Anna Freud was born on December 3, 1895 and was the youngest daughter of Sigmund and Martha Freud. Anna had five siblings, but she was the liveliest and most mischievous of the bunch. Anna grew up in the shadow of her old sister Sophie who was two and a half years older than Anna (A Centre of Learning - A Centre of Practice, 1993). Anna was especially close to her father, but was distant and had a strained relationship with her mother and siblings.

Anna began her education at the Cottage Lyceum in Vienna in 1912, Anna attended private school but she stated that she did not think that she learned a great deal from this school. Most of Anna’s education came from her father’s friends and colleagues.

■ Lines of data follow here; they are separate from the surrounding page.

// Copyright 2026, Jeroen van Erp <jeroen@geeko.me>
// SPDX-License-Identifier: Apache-2.0

//! Test utilities: an in-memory object store, fixtures, and a mock Kubernetes API.

use crate::constants::annotations;
use crate::error::{ReflectorError, Result};
use crate::reflect::kind::Reflectable;
use crate::store::{matches_selector, ObjectStore};
use async_trait::async_trait;
use http::{Request, Response};
use k8s_openapi::api::core::v1::{ConfigMap, Secret};
use k8s_openapi::ByteString;
use kube::api::ObjectMeta;
use kube::client::Body;
use kube::{Client, ResourceExt};
use std::collections::{BTreeMap, HashMap};
use std::sync::atomic::{AtomicU64, Ordering};
use std::sync::{Arc, Mutex};
use std::task::{Context, Poll};
use tower::Service;

/// Store operations, recorded in call order
#[derive(Debug, Clone, Copy, PartialEq, Eq)]
pub enum OpKind {
    Get,
    List,
    Create,
    Update,
    Delete,
}

type Key = (String, String);

/// An [`ObjectStore`] backed by a map, with API-server-like semantics:
/// uids and resourceVersions are assigned on write, updates carrying a stale
/// resourceVersion conflict, and missing objects yield `NotFound`.
pub struct InMemoryStore<K> {
    objects: Mutex<BTreeMap<Key, K>>,
    ops: Mutex<Vec<(OpKind, String)>>,
    writes: Mutex<Vec<K>>,
    failures: Mutex<Vec<(OpKind, String, ReflectorError)>>,
    preempted: Mutex<HashMap<String, K>>,
    version: AtomicU64,
}

impl<K: Reflectable> InMemoryStore<K> {
    pub fn new() -> Self {
        Self {
            objects: Mutex::new(BTreeMap::new()),
            ops: Mutex::new(Vec::new()),
            writes: Mutex::new(Vec::new()),
            failures: Mutex::new(Vec::new()),
            preempted: Mutex::new(HashMap::new()),
            version: AtomicU64::new(1),
        }
    }

    /// Put an object in place directly, bypassing recording and conflict checks
    pub fn insert(&self, mut obj: K) {
        self.stamp(&mut obj);
        let key = key_of(&obj);
        self.objects.lock().unwrap().insert(key, obj);
    }

    pub fn object(&self, namespace: &str, name: &str) -> Option<K> {
        self.objects
            .lock()
            .unwrap()
            .get(&(namespace.to_string(), name.to_string()))
            .cloned()
    }

    /// All stored objects ordered by namespace and name
    pub fn all(&self) -> Vec<K> {
        self.objects.lock().unwrap().values().cloned().collect()
    }

    pub fn ops(&self) -> Vec<(OpKind, String)> {
        self.ops.lock().unwrap().clone()
    }

    /// Operations that addressed `namespace`, in order
    pub fn ops_in(&self, namespace: &str) -> Vec<OpKind> {
        self.ops
            .lock()
            .unwrap()
            .iter()
            .filter(|(_, ns)| ns == namespace)
            .map(|(op, _)| *op)
            .collect()
    }

    /// Bodies of successful creates and updates in `namespace`, in order
    pub fn writes_to(&self, namespace: &str) -> Vec<K> {
        self.writes
            .lock()
            .unwrap()
            .iter()
            .filter(|obj| obj.namespace().as_deref() == Some(namespace))
            .cloned()
            .collect()
    }

    pub fn clear_ops(&self) {
        self.ops.lock().unwrap().clear();
        self.writes.lock().unwrap().clear();
    }

    /// Make the next `op` addressing `namespace` fail with `err`
    pub fn fail_on(&self, op: OpKind, namespace: &str, err: ReflectorError) {
        self.failures
            .lock()
            .unwrap()
            .push((op, namespace.to_string(), err));
    }

    /// Simulate another pass winning a create race: the next create in
    /// `namespace` stores `winner` and reports `AlreadyExists`
    pub fn preempt_create(&self, namespace: &str, winner: K) {
        self.preempted
            .lock()
            .unwrap()
            .insert(namespace.to_string(), winner);
    }

    fn record(&self, op: OpKind, namespace: &str) -> Result<()> {
        self.ops.lock().unwrap().push((op, namespace.to_string()));

        let mut failures = self.failures.lock().unwrap();
        let injected = failures
            .iter()
            .position(|(o, ns, _)| *o == op && ns == namespace);
        match injected {
            Some(idx) => Err(failures.remove(idx).2),
            None => Ok(()),
        }
    }

    fn stamp(&self, obj: &mut K) {
        let version = self.version.fetch_add(1, Ordering::SeqCst);
        let meta = obj.meta_mut();
        if meta.uid.is_none() {
            meta.uid = Some(format!("uid-{}", version));
        }
        meta.resource_version = Some(version.to_string());
    }
}

impl<K: Reflectable> Default for InMemoryStore<K> {
    fn default() -> Self {
        Self::new()
    }
}

fn key_of<K: Reflectable>(obj: &K) -> Key {
    (obj.namespace().unwrap_or_default(), obj.name_any())
}

fn describe(key: &Key) -> String {
    format!("{}/{}", key.0, key.1)
}

#[async_trait]
impl<K: Reflectable> ObjectStore<K> for InMemoryStore<K> {
    async fn get(&self, namespace: &str, name: &str) -> Result<Option<K>> {
        self.record(OpKind::Get, namespace)?;
        Ok(self.object(namespace, name))
    }

    async fn list(&self, selector: &BTreeMap<String, String>) -> Result<Vec<K>> {
        self.record(OpKind::List, "")?;
        Ok(self
            .all()
            .into_iter()
            .filter(|obj| matches_selector(obj.labels(), selector))
            .collect())
    }

    async fn create(&self, obj: &K) -> Result<K> {
        let key = key_of(obj);
        self.record(OpKind::Create, &key.0)?;

        if let Some(winner) = self.preempted.lock().unwrap().remove(&key.0) {
            self.insert(winner);
            return Err(ReflectorError::AlreadyExists(describe(&key)));
        }

        let mut objects = self.objects.lock().unwrap();
        if objects.contains_key(&key) {
            return Err(ReflectorError::AlreadyExists(describe(&key)));
        }

        let mut created = obj.clone();
        created.meta_mut().uid = None;
        self.stamp(&mut created);
        objects.insert(key, created.clone());
        self.writes.lock().unwrap().push(created.clone());
        Ok(created)
    }

    async fn update(&self, obj: &K) -> Result<K> {
        let key = key_of(obj);
        self.record(OpKind::Update, &key.0)?;

        let mut objects = self.objects.lock().unwrap();
        let Some(current) = objects.get(&key) else {
            return Err(ReflectorError::NotFound(describe(&key)));
        };

        if let Some(expected) = obj.resource_version() {
            if current.resource_version() != Some(expected) {
                return Err(ReflectorError::Conflict(describe(&key)));
            }
        }

        let mut updated = obj.clone();
        updated.meta_mut().uid = current.uid();
        self.stamp(&mut updated);
        objects.insert(key, updated.clone());
        self.writes.lock().unwrap().push(updated.clone());
        Ok(updated)
    }

    async fn delete(&self, obj: &K) -> Result<()> {
        let key = key_of(obj);
        self.record(OpKind::Delete, &key.0)?;

        match self.objects.lock().unwrap().remove(&key) {
            Some(_) => Ok(()),
            None => Err(ReflectorError::NotFound(describe(&key))),
        }
    }
}

fn meta(name: &str, namespace: &str) -> ObjectMeta {
    ObjectMeta {
        name: Some(name.to_string()),
        namespace: Some(namespace.to_string()),
        ..Default::default()
    }
}

pub fn configmap(name: &str, namespace: &str, data: &[(&str, &str)]) -> ConfigMap {
    ConfigMap {
        metadata: meta(name, namespace),
        data: Some(
            data.iter()
                .map(|(k, v)| (k.to_string(), v.to_string()))
                .collect(),
        ),
        ..Default::default()
    }
}

pub fn secret(name: &str, namespace: &str, data: &[(&str, &str)]) -> Secret {
    Secret {
        metadata: meta(name, namespace),
        data: Some(
            data.iter()
                .map(|(k, v)| (k.to_string(), ByteString(v.as_bytes().to_vec())))
                .collect(),
        ),
        type_: Some("Opaque".to_string()),
        ..Default::default()
    }
}

/// Put `obj` under reflection control with the given `reflect-namespaces` value
pub fn controlled<K: Reflectable>(mut obj: K, namespaces: &str) -> K {
    obj.annotations_mut().insert(
        annotations::REFLECT_NAMESPACES.to_string(),
        namespaces.to_string(),
    );
    obj
}

/// A mock HTTP service that returns predefined responses based on method and path.
#[derive(Clone)]
pub struct MockService {
    responses: Arc<Mutex<HashMap<(String, String), (u16, String)>>>,
    requests: Arc<Mutex<Vec<(String, String)>>>,
}

impl MockService {
    pub fn new() -> Self {
        Self {
            responses: Arc::new(Mutex::new(HashMap::new())),
            requests: Arc::new(Mutex::new(Vec::new())),
        }
    }

    /// Add a response for requests with `method` matching the exact path
    pub fn on(self, method: &str, path: &str, status: u16, body: &str) -> Self {
        self.responses.lock().unwrap().insert(
            (method.to_string(), path.to_string()),
            (status, body.to_string()),
        );
        self
    }

    /// Method and path-and-query of every request received so far
    pub fn requests(&self) -> Vec<(String, String)> {
        self.requests.lock().unwrap().clone()
    }

    /// Build a kube Client from this mock service
    pub fn into_client(self) -> Client {
        Client::new(self, "default")
    }

    fn find_response(&self, method: &str, path: &str) -> Option<(u16, String)> {
        self.responses
            .lock()
            .unwrap()
            .get(&(method.to_string(), path.to_string()))
            .cloned()
    }
}

impl Default for MockService {
    fn default() -> Self {
        Self::new()
    }
}

impl Service<Request<Body>> for MockService {
    type Response = Response<Body>;
    type Error = tower::BoxError;
    type Future = std::pin::Pin<
        Box<dyn std::future::Future<Output = std::result::Result<Self::Response, Self::Error>> + Send>,
    >;

    fn poll_ready(&mut self, _cx: &mut Context<'_>) -> Poll<std::result::Result<(), Self::Error>> {
        Poll::Ready(Ok(()))
    }

    fn call(&mut self, req: Request<Body>) -> Self::Future {
        let method = req.method().to_string();
        let path = req.uri().path().to_string();
        let path_and_query = req
            .uri()
            .path_and_query()
            .map(|pq| pq.to_string())
            .unwrap_or_else(|| path.clone());
        self.requests
            .lock()
            .unwrap()
            .push((method.clone(), path_and_query));

        let (status, body) = self
            .find_response(&method, &path)
            .unwrap_or_else(|| (404, status_json(404, "NotFound", "not found")));

        Box::pin(async move {
            Ok(Response::builder()
                .status(status)
                .header("content-type", "application/json")
                .body(Body::from(body.into_bytes()))
                .unwrap())
        })
    }
}

/// A `Status` response body as returned by the API server on failure
pub fn status_json(code: u16, reason: &str, message: &str) -> String {
    serde_json::json!({
        "kind": "Status",
        "apiVersion": "v1",
        "metadata": {},
        "status": "Failure",
        "message": message,
        "reason": reason,
        "code": code
    })
    .to_string()
}

/// Serialize a typed object as an API server response body
pub fn object_json<K: Reflectable>(obj: &K) -> String {
    let mut value = serde_json::to_value(obj).unwrap();
    value["apiVersion"] = K::api_version(&()).into_owned().into();
    value["kind"] = K::kind(&()).into_owned().into();
    value.to_string()
}

/// Serialize objects as a `<Kind>List` response body
pub fn list_json<K: Reflectable>(items: &[K]) -> String {
    let items: Vec<serde_json::Value> = items
        .iter()
        .map(|obj| serde_json::from_str(&object_json(obj)).unwrap())
        .collect();
    serde_json::json!({
        "apiVersion": K::api_version(&()).into_owned(),
        "kind": format!("{}List", K::kind(&())),
        "metadata": { "resourceVersion": "1" },
        "items": items
    })
    .to_string()
}
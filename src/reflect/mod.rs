// Copyright 2026, Jeroen van Erp <jeroen@geeko.me>
// SPDX-License-Identifier: Apache-2.0

//! Reflection of ConfigMaps and Secrets into the namespaces their annotations name.

pub mod annotations;
pub mod kind;
pub mod projection;
pub mod reconciler;

pub use kind::Reflectable;
pub use reconciler::{Outcome, PassSummary, Reconciler};

use std::fmt;

/// Identifies the source object a reconciliation pass works on
#[derive(Debug, Clone, PartialEq, Eq, Hash, PartialOrd, Ord)]
pub struct SourceKey {
    pub namespace: String,
    pub name: String,
}

impl SourceKey {
    pub fn new(namespace: impl Into<String>, name: impl Into<String>) -> Self {
        Self {
            namespace: namespace.into(),
            name: name.into(),
        }
    }
}

impl fmt::Display for SourceKey {
    fn fmt(&self, f: &mut fmt::Formatter<'_>) -> fmt::Result {
        write!(f, "{}/{}", self.namespace, self.name)
    }
}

When she graduated high school in 1914 (Rowell, 1998); Anna became an elementary school teacher and translated some of her father’s works into Germany; which increased her interest in child psychology and psychoanalysis. Anna never earned a higher degree, but she became a full member of the Vienna Psychoanalytical Society in 1922 and she began a children’s psychoanalytic practice in 1923 (Rowell, 1998).

In 1938 the Freud family escaped Austria and settled in London with the help of Ernest Jones and Princess Marie Bonaparte. Anna aided in the care of her cancer stricken father until his death in 1939 (Rowell, 1998); and in 1941 Anna formed the Hampstead Nursery with Dorothy Burlington to serve as a home and a psychoanalytic program for homeless children (Wagner, 2009). Theoretical Perspective

Anna was not only Sigmund Freud’s youngest child; she was his constant companion, colleague and nurse. Unlike her five siblings, Anna decided to follow in the example of her father. After Anna graduated high school and worked for a short time as a teacher, she decided to translate her father’s works which spiked her interest in his psychoanalysis theory.

Anna Freud became the “pioneer in the development of child psychoanalysis. The focus of her theoretical work was how the ego functions in averting anxiety and painful ideas, impulses, and feelings” (Rowell, 1998). After fleeing from Austria to London and the death of her father, Anna began the Hampstead Nurseries.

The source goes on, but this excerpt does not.